**WHAT IS BEING ASKED**
From the first line to the last, output the entries exactly.

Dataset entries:
• • • •
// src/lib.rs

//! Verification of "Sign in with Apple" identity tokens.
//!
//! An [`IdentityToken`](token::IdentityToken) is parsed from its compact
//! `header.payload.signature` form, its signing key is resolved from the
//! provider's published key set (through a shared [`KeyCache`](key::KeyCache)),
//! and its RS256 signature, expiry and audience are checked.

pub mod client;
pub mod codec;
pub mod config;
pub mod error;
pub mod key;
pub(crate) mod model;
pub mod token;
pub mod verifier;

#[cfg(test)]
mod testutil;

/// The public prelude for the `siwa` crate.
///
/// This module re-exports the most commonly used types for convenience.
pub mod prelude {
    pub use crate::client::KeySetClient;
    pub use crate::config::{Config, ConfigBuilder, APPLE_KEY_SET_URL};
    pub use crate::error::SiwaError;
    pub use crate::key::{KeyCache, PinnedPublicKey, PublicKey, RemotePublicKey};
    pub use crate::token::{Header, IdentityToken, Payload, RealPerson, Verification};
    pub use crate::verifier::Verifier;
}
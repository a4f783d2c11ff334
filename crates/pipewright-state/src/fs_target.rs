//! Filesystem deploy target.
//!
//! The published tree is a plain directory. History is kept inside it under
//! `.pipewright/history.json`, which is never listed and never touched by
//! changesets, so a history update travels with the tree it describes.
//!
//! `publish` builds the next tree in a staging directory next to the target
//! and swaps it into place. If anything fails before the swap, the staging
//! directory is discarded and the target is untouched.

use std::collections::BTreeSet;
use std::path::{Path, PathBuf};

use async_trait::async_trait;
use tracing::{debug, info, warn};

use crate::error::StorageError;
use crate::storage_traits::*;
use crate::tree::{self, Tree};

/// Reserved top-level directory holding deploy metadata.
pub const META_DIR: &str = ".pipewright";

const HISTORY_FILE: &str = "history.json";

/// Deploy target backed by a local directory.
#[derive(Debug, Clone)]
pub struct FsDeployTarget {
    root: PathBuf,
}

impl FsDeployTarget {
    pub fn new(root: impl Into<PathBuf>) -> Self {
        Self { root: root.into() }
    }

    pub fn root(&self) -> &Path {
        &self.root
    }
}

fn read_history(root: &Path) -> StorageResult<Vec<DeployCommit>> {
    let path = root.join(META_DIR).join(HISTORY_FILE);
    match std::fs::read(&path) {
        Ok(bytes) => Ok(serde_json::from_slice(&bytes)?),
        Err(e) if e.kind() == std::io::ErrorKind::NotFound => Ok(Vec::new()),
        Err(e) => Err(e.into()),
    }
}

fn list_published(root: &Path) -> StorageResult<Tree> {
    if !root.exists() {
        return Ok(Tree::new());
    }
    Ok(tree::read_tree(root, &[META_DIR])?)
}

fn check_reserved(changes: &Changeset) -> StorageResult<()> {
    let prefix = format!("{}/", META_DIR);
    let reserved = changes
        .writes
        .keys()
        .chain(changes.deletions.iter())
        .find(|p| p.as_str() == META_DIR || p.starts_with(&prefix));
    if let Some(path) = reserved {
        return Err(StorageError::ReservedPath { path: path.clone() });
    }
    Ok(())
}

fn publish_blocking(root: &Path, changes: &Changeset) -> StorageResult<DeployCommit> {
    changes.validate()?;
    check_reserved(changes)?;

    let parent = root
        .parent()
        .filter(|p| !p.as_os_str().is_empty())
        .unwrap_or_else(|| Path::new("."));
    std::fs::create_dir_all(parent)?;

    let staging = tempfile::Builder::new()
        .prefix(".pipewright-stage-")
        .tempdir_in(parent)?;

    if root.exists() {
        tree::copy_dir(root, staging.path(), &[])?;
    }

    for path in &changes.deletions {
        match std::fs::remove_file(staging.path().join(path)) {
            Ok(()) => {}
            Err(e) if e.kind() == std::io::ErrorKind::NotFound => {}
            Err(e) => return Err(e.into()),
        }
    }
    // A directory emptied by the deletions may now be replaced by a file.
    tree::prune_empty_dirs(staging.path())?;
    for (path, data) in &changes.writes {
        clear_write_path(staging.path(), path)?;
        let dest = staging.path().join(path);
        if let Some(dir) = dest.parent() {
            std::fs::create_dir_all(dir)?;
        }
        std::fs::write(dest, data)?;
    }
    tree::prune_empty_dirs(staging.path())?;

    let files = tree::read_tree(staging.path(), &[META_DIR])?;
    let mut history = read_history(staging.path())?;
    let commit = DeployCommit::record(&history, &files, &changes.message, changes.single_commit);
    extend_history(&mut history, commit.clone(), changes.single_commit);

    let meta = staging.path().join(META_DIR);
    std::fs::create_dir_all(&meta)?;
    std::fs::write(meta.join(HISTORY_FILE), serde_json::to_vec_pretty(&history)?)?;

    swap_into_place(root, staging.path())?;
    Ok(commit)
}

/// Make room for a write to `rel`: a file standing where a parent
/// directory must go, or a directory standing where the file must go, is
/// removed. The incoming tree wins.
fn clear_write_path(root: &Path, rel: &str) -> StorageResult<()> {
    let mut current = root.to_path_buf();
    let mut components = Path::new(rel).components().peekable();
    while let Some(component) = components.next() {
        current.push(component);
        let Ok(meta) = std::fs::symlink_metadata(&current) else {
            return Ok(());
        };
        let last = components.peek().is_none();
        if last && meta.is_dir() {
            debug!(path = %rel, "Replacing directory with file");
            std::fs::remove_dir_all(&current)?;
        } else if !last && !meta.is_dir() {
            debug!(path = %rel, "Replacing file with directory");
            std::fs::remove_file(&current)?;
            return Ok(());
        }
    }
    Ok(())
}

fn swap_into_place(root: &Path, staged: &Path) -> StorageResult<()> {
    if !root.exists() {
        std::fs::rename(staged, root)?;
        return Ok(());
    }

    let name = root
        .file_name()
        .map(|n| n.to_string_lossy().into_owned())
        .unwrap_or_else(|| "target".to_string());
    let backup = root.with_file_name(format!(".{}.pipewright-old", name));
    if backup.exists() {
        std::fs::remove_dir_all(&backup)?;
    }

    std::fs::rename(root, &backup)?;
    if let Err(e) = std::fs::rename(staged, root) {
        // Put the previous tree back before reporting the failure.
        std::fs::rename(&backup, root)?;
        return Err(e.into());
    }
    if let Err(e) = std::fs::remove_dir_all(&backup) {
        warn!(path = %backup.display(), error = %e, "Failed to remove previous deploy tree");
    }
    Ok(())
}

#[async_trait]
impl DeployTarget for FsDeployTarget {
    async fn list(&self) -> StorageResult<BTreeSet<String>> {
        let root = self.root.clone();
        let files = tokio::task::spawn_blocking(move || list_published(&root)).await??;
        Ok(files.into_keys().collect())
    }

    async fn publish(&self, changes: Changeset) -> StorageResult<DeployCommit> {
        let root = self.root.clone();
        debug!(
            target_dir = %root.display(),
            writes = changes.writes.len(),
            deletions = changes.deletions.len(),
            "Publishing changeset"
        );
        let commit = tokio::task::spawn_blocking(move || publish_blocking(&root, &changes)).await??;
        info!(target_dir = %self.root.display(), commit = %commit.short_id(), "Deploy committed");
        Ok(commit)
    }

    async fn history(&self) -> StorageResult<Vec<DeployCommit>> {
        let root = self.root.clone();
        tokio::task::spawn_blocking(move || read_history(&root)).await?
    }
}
• • • •
**COMPLETED EXERCISE**
// src/lib.rs

//! Verification of "Sign in with Apple" identity tokens.
//!
//! An [`IdentityToken`](token::IdentityToken) is parsed from its compact
//! `header.payload.signature` form, its signing key is resolved from the
//! provider's published key set (through a shared [`KeyCache`](key::KeyCache)),
//! and its RS256 signature, expiry and audience are checked.

pub mod client;
pub mod codec;
pub mod config;
pub mod error;
pub mod key;
pub(crate) mod model;
pub mod token;
pub mod verifier;

#[cfg(test)]
mod testutil;

/// The public prelude for the `siwa` crate.
///
/// This module re-exports the most commonly used types for convenience.
pub mod prelude {
    pub use crate::client::KeySetClient;
    pub use crate::config::{Config, ConfigBuilder, APPLE_KEY_SET_URL};
    pub use crate::error::SiwaError;
    pub use crate::key::{KeyCache, PinnedPublicKey, PublicKey, RemotePublicKey};
    pub use crate::token::{Header, IdentityToken, Payload, RealPerson, Verification};
    pub use crate::verifier::Verifier;
}
repository a4f783d2c11ff334
filename crates/pipewright-state/src/fs_target.rs
//! Filesystem deploy target.
//!
//! The published tree is a plain directory. History is kept inside it under
//! `.pipewright/history.json`, which is never listed and never touched by
//! changesets, so a history update travels with the tree it describes.
//!
//! `publish` builds the next tree in a staging directory next to the target
//! and swaps it into place. If anything fails before the swap, the staging
//! directory is discarded and the target is untouched.

use std::collections::BTreeSet;
use std::path::{Path, PathBuf};

use async_trait::async_trait;
use tracing::{debug, info, warn};

use crate::error::StorageError;
use crate::storage_traits::*;
use crate::tree::{self, Tree};

/// Reserved top-level directory holding deploy metadata.
pub const META_DIR: &str = ".pipewright";

const HISTORY_FILE: &str = "history.json";

/// Deploy target backed by a local directory.
#[derive(Debug, Clone)]
pub struct FsDeployTarget {
    root: PathBuf,
}

impl FsDeployTarget {
    pub fn new(root: impl Into<PathBuf>) -> Self {
        Self { root: root.into() }
    }

    pub fn root(&self) -> &Path {
        &self.root
    }
}

fn read_history(root: &Path) -> StorageResult<Vec<DeployCommit>> {
    let path = root.join(META_DIR).join(HISTORY_FILE);
    match std::fs::read(&path) {
        Ok(bytes) => Ok(serde_json::from_slice(&bytes)?),
        Err(e) if e.kind() == std::io::ErrorKind::NotFound => Ok(Vec::new()),
        Err(e) => Err(e.into()),
    }
}

fn list_published(root: &Path) -> StorageResult<Tree> {
    if !root.exists() {
        return Ok(Tree::new());
    }
    Ok(tree::read_tree(root, &[META_DIR])?)
}

fn check_reserved(changes: &Changeset) -> StorageResult<()> {
    let prefix = format!("{}/", META_DIR);
    let reserved = changes
        .writes
        .keys()
        .chain(changes.deletions.iter())
        .find(|p| p.as_str() == META_DIR || p.starts_with(&prefix));
    if let Some(path) = reserved {
        return Err(StorageError::ReservedPath { path: path.clone() });
    }
    Ok(())
}

fn publish_blocking(root: &Path, changes: &Changeset) -> StorageResult<DeployCommit> {
    changes.validate()?;
    check_reserved(changes)?;

    let parent = root
        .parent()
        .filter(|p| !p.as_os_str().is_empty())
        .unwrap_or_else(|| Path::new("."));
    std::fs::create_dir_all(parent)?;

    let staging = tempfile::Builder::new()
        .prefix(".pipewright-stage-")
        .tempdir_in(parent)?;

    if root.exists() {
        tree::copy_dir(root, staging.path(), &[])?;
    }

    for path in &changes.deletions {
        match std::fs::remove_file(staging.path().join(path)) {
            Ok(()) => {}
            Err(e) if e.kind() == std::io::ErrorKind::NotFound => {}
            Err(e) => return Err(e.into()),
        }
    }
    // A directory emptied by the deletions may now be replaced by a file.
    tree::prune_empty_dirs(staging.path())?;
    for (path, data) in &changes.writes {
        clear_write_path(staging.path(), path)?;
        let dest = staging.path().join(path);
        if let Some(dir) = dest.parent() {
            std::fs::create_dir_all(dir)?;
        }
        std::fs::write(dest, data)?;
    }
    tree::prune_empty_dirs(staging.path())?;

    let files = tree::read_tree(staging.path(), &[META_DIR])?;
    let mut history = read_history(staging.path())?;
    let commit = DeployCommit::record(&history, &files, &changes.message, changes.single_commit);
    extend_history(&mut history, commit.clone(), changes.single_commit);

    let meta = staging.path().join(META_DIR);
    std::fs::create_dir_all(&meta)?;
    std::fs::write(meta.join(HISTORY_FILE), serde_json::to_vec_pretty(&history)?)?;

    swap_into_place(root, staging.path())?;
    Ok(commit)
}

/// Make room for a write to `rel`: a file standing where a parent
/// directory must go, or a directory standing where the file must go, is
/// removed. The incoming tree wins.
fn clear_write_path(root: &Path, rel: &str) -> StorageResult<()> {
    let mut current = root.to_path_buf();
    let mut components = Path::new(rel).components().peekable();
    while let Some(component) = components.next() {
        current.push(component);
        let Ok(meta) = std::fs::symlink_metadata(&current) else {
            return Ok(());
        };
        let last = components.peek().is_none();
        if last && meta.is_dir() {
            debug!(path = %rel, "Replacing directory with file");
            std::fs::remove_dir_all(&current)?;
        } else if !last && !meta.is_dir() {
            debug!(path = %rel, "Replacing file with directory");
            std::fs::remove_file(&current)?;
            return Ok(());
        }
    }
    Ok(())
}

fn swap_into_place(root: &Path, staged: &Path) -> StorageResult<()> {
    if !root.exists() {
        std::fs::rename(staged, root)?;
        return Ok(());
    }

    let name = root
        .file_name()
        .map(|n| n.to_string_lossy().into_owned())
        .unwrap_or_else(|| "target".to_string());
    let backup = root.with_file_name(format!(".{}.pipewright-old", name));
    if backup.exists() {
        std::fs::remove_dir_all(&backup)?;
    }

    std::fs::rename(root, &backup)?;
    if let Err(e) = std::fs::rename(staged, root) {
        // Put the previous tree back before reporting the failure.
        std::fs::rename(&backup, root)?;
        return Err(e.into());
    }
    if let Err(e) = std::fs::remove_dir_all(&backup) {
        warn!(path = %backup.display(), error = %e, "Failed to remove previous deploy tree");
    }
    Ok(())
}

#[async_trait]
impl DeployTarget for FsDeployTarget {
    async fn list(&self) -> StorageResult<BTreeSet<String>> {
        let root = self.root.clone();
        let files = tokio::task::spawn_blocking(move || list_published(&root)).await??;
        Ok(files.into_keys().collect())
    }

    async fn publish(&self, changes: Changeset) -> StorageResult<DeployCommit> {
        let root = self.root.clone();
        debug!(
            target_dir = %root.display(),
            writes = changes.writes.len(),
            deletions = changes.deletions.len(),
            "Publishing changeset"
        );
        let commit = tokio::task::spawn_blocking(move || publish_blocking(&root, &changes)).await??;
        info!(target_dir = %self.root.display(), commit = %commit.short_id(), "Deploy committed");
        Ok(commit)
    }

    async fn history(&self) -> StorageResult<Vec<DeployCommit>> {
        let root = self.root.clone();
        tokio::task::spawn_blocking(move || read_history(&root)).await?
    }
}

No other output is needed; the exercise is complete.